TASK REQUIREMENTS:
Search the material for "Attribute" and copy each line in which it is found.

◇ ◇ ◇ ◇

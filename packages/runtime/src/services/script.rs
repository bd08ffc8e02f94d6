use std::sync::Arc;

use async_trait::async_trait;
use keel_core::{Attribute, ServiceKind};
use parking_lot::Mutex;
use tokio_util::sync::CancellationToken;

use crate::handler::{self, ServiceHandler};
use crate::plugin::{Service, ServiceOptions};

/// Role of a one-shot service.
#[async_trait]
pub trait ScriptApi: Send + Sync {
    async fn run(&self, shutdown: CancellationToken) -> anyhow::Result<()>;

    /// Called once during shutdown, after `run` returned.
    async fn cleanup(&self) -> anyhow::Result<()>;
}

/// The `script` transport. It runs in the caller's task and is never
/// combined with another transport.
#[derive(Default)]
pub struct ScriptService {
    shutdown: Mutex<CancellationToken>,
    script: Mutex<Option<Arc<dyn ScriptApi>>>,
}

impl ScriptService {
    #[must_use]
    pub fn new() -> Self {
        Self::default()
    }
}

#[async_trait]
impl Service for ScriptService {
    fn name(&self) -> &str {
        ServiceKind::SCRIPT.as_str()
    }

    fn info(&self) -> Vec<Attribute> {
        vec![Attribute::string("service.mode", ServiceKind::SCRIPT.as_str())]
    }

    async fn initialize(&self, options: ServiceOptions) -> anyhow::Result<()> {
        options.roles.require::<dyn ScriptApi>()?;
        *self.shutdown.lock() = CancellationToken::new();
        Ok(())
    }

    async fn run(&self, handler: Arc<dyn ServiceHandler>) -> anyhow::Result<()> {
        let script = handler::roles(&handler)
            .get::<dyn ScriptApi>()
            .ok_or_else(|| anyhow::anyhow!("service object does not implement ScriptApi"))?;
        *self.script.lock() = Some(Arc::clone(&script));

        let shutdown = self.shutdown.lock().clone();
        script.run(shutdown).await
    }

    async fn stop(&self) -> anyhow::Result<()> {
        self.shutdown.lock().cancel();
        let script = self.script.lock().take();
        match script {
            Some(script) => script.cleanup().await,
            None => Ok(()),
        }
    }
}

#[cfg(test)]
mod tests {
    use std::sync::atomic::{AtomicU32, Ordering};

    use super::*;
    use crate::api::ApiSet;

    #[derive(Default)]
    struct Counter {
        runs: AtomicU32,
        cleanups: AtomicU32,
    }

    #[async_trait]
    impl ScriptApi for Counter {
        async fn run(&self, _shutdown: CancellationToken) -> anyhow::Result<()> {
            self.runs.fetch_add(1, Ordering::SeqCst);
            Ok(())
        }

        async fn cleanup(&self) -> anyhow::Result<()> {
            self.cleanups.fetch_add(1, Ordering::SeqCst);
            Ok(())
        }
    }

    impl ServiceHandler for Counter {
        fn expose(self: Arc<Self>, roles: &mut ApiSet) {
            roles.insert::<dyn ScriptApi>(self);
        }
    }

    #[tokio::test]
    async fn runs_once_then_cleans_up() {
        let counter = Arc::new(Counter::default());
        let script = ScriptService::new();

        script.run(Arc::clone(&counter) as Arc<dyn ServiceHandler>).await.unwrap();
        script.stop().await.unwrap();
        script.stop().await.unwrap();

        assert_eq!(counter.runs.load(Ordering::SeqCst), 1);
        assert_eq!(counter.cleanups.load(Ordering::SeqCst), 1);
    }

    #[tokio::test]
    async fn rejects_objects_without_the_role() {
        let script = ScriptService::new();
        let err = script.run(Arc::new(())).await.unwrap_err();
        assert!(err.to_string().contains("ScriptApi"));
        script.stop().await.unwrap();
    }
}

◇ ◇ ◇ ◇

WORKED SOLUTION:
use keel_core::{Attribute, ServiceKind};
    fn info(&self) -> Vec<Attribute> {
        vec![Attribute::string("service.mode", ServiceKind::SCRIPT.as_str())]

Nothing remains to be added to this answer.